2025-10-22

An overengineered solution to `sort | uniq -c` with 25x throughput (hist)

Use cases and problem variants

Several commenters say sort | uniq -c-style histograms are common in bioinformatics, log analysis, CSV inspection, and ETL tasks, where file sizes can be tens of GB.
Others want related but different operations:
- Deduplicate while preserving original order (keep first or last occurrence).
- Count unique lines without sorting at all.
- “Fuzzy” grouping of near-duplicate lines (e.g., log lines differing only by timestamp), which is acknowledged as harder.

Algorithms, ordering, and memory trade-offs

Coreutils sort | uniq -c | sort -n is disk-based and low-memory by design, so it scales to huge inputs but is slower.
The Rust tool uses a hash map: faster but bounded by RAM, especially if most lines are unique.
Discussion of order-preserving dedupe:
- Keeping first occurrence is straightforward with a hash set.
- Keeping last requires two passes or extra data structures (e.g., track last index, then sort those; or self-sorting structures).
- Simple CLI tricks like reverse → dedupe-first → reverse are suggested.
Alternative data structures (tries, cuckoo filters, Bloom/sketch-based tools) are mentioned as ways to reduce memory or do approximate dedupe, with trade-offs in counts and false positives.

Benchmarking methodology and alternatives

Multiple people question the benchmark:
- Random FASTQ with almost no duplicates primarily stresses hash-table growth, not realistic “histogram” workloads.
- Coreutils sort can be sped up with larger --buffer-size and parallelism flags.
- Removing an unnecessary cat already improves the naïve baseline.
Several other approaches are proposed and partially benchmarked:
- awk '{ x[$0]++ } END { for (y in x) print y, x[y] }' | sort -k2,2nr
- awk/Perl one-pass dedupe (!a[$0]++), especially when ordering doesn’t matter.
- Rust uutils ports of sort/uniq, which can outperform GNU coreutils in some tests.

Tooling comparisons and performance ideas

clickhouse-local is demonstrated as dramatically faster than both coreutils and the Rust tool for this task, but:
- Some argue comparisons should consider single-threaded vs. multi-threaded fairness.
- Others respond that parallelism is a legitimate advantage, not something to “turn off” for fairness.
Further Rust micro-optimizations are suggested (faster hashing and string sorting libraries; avoiding slow println!; using a CSV writer for high-throughput output).

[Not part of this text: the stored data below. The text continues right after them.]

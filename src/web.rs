/*!
Browser side of the connector: reads the page, navigates it and runs the
futures on the browser's event loop.

With the `wagmi` feature the connectors are created with wagmi's
`InjectedConnector` and `WalletConnectConnector`. The bundler is expected to
resolve the `wagmi/connectors/injected` and
`wagmi/connectors/walletConnect` modules.
*/

use crate::{
    connector::{InjectedOptions, Navigator},
    descriptor::WalletDescriptor,
    environment::{Environment, Platform},
    error::{ConnectorError, NavigationError},
    ffi,
    provider::InjectedProvider,
};
use futures::task::{LocalFutureObj, LocalSpawn, SpawnError};
use wasm_bindgen::prelude::*;

/// Navigate the current page by setting `window.location.href`.
#[derive(Debug, Clone, Copy, Default)]
pub struct WebNavigator;

/// Spawn the futures on the browser's microtask queue.
#[derive(Debug, Clone, Copy, Default)]
pub struct WebSpawner;

impl Navigator for WebNavigator {
    fn navigate(&self, target: &str) -> Result<(), NavigationError> {
        let window = web_sys::window().ok_or_else(|| NavigationError {
            target: target.to_owned(),
            info: "No window object available".to_owned(),
        })?;

        window
            .location()
            .set_href(target)
            .map_err(|error| NavigationError {
                target: target.to_owned(),
                info: format!("{error:?}"),
            })
    }
}

impl LocalSpawn for WebSpawner {
    fn spawn_local_obj(&self, future: LocalFutureObj<'static, ()>) -> Result<(), SpawnError> {
        wasm_bindgen_futures::spawn_local(future);
        Ok(())
    }
}

impl Environment {
    /// take the snapshot of the current page
    ///
    /// If BitKeep injects its provider after this call the environment won't
    /// see it, a new snapshot needs to be taken.
    pub fn detect() -> Self {
        let user_agent = web_sys::window()
            .and_then(|window| window.navigator().user_agent().ok())
            .unwrap_or_default();

        Self::new(
            Platform::from_user_agent(&user_agent),
            InjectedProvider::from_js(&ffi::bitkeep::ethereum()),
        )
    }
}

/// The wallet descriptor for the current page, as a JS object.
#[wasm_bindgen(js_name = "bitkeepDescriptor")]
pub fn bitkeep_descriptor() -> Result<JsValue, JsValue> {
    let descriptor = WalletDescriptor::for_environment(&Environment::detect());
    Ok(serde_wasm_bindgen::to_value(&descriptor)?)
}

fn to_js(value: &impl serde::Serialize) -> Result<JsValue, ConnectorError> {
    serde_wasm_bindgen::to_value(value)
        .map_err(|error| ConnectorError::new(format!("Invalid connector options: {error}")))
}

fn set(target: &JsValue, key: &str, value: &JsValue) -> Result<(), ConnectorError> {
    js_sys::Reflect::set(target, &JsValue::from_str(key), value)
        .map(drop)
        .map_err(ConnectorError::from_js)
}

/// The options object of the injected connector.
///
/// `getProvider` returns the value at `options.provider_path`, looked up
/// when the connector asks for it.
pub fn injected_options(options: &InjectedOptions) -> Result<JsValue, ConnectorError> {
    let js_options = to_js(options)?;

    let path = options.provider_path;
    let get_provider = Closure::<dyn Fn() -> JsValue>::new(move || ffi::bitkeep::lookup(path));
    set(&js_options, "getProvider", &get_provider.into_js_value())?;

    Ok(js_options)
}

#[cfg(feature = "wagmi")]
pub use self::wagmi::{WebConnectors, bitkeep};

#[cfg(feature = "wagmi")]
mod wagmi {
    use super::{WebNavigator, WebSpawner, injected_options, set, to_js};
    use crate::{
        BitkeepWallet,
        connector::{ConnectorLibrary, ConnectorMessage, InjectedOptions, PairingConnector},
        environment::Environment,
        error::{ConnectorError, ProviderUriError},
        ffi::{InjectedConnector, WalletConnectConnector},
    };
    use std::{future::Future, rc::Rc};
    use wasm_bindgen::{JsCast, JsValue, closure::Closure};

    /// wagmi's connectors.
    #[derive(Debug, Clone, Copy, Default)]
    pub struct WebConnectors;

    #[derive(serde::Serialize)]
    struct WalletConnectOptions {
        /// the QR code is not displayed, we redirect to the application
        qrcode: bool,
    }

    /// Create the BitKeep wallet entry for the current page.
    pub fn bitkeep(chains: JsValue) -> BitkeepWallet<WebConnectors> {
        BitkeepWallet::new(
            WebConnectors,
            chains,
            Environment::detect(),
            Rc::new(WebNavigator),
            Rc::new(WebSpawner),
        )
    }

    fn config(chains: &JsValue, options: &JsValue) -> Result<JsValue, ConnectorError> {
        let config: JsValue = js_sys::Object::new().into();
        set(&config, "chains", chains)?;
        set(&config, "options", options)?;
        Ok(config)
    }

    impl ConnectorLibrary for WebConnectors {
        type Chains = JsValue;
        type Injected = InjectedConnector;
        type Pairing = WalletConnectConnector;

        fn injected(
            &self,
            chains: &Self::Chains,
            options: &InjectedOptions,
            ready: bool,
        ) -> Result<Self::Injected, ConnectorError> {
            let config = config(chains, &injected_options(options)?)?;
            let connector = InjectedConnector::new(&config).map_err(ConnectorError::from_js)?;

            // wagmi derives them from `window.ethereum`
            set(&connector, "id", &JsValue::from_str(options.id))?;
            set(&connector, "ready", &JsValue::from_bool(ready))?;

            Ok(connector)
        }

        fn pairing(&self, chains: &Self::Chains) -> Result<Self::Pairing, ConnectorError> {
            let options = to_js(&WalletConnectOptions { qrcode: false })?;
            WalletConnectConnector::new(&config(chains, &options)?)
                .map_err(ConnectorError::from_js)
        }
    }

    impl PairingConnector for WalletConnectConnector {
        fn on_error(&self, mut listener: Box<dyn FnMut(ConnectorError)>) {
            let closure = Closure::<dyn FnMut(JsValue)>::new(move |error: JsValue| {
                listener(ConnectorError::from_js(error))
            });
            self.on("error", closure.as_ref().unchecked_ref());
            // the listener lives as long as the connector
            closure.forget();
        }

        fn on_message(&self, mut listener: Box<dyn FnMut(ConnectorMessage)>) {
            let closure = Closure::<dyn FnMut(JsValue)>::new(move |message: JsValue| {
                match serde_wasm_bindgen::from_value::<ConnectorMessage>(message) {
                    Ok(message) => listener(message),
                    Err(error) => log::warn!("Unexpected connector message: {error}"),
                }
            });
            self.on("message", closure.as_ref().unchecked_ref());
            closure.forget();
        }

        fn provider_uri(&self) -> impl Future<Output = Result<String, ProviderUriError>> {
            let connector = self.clone();
            async move {
                let provider = connector
                    .get_provider()
                    .await
                    .map_err(ConnectorError::from_js)?;

                js_sys::Reflect::get(&provider, &JsValue::from_str("connector"))
                    .ok()
                    .and_then(|inner| js_sys::Reflect::get(&inner, &JsValue::from_str("uri")).ok())
                    .and_then(|uri| uri.as_string())
                    .filter(|uri| !uri.is_empty())
                    .ok_or(ProviderUriError::MissingUri)
            }
        }
    }
}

Overengineering, optimization, and developer time

One thread debates the term “overengineered”:
- Some argue it’s just “engineered” to different requirements (throughput vs. flexibility).
- Overengineering is framed as overshooting realistic requirements with excessive effort, not merely optimizing.
A related sub-discussion contrasts:
- Reusing standard tools (sort, uniq) vs. rewriting in Python.
- Whether rejecting candidates for not knowing shell one-liners is sensible.
- The value of shared, standard tools versus private utility libraries.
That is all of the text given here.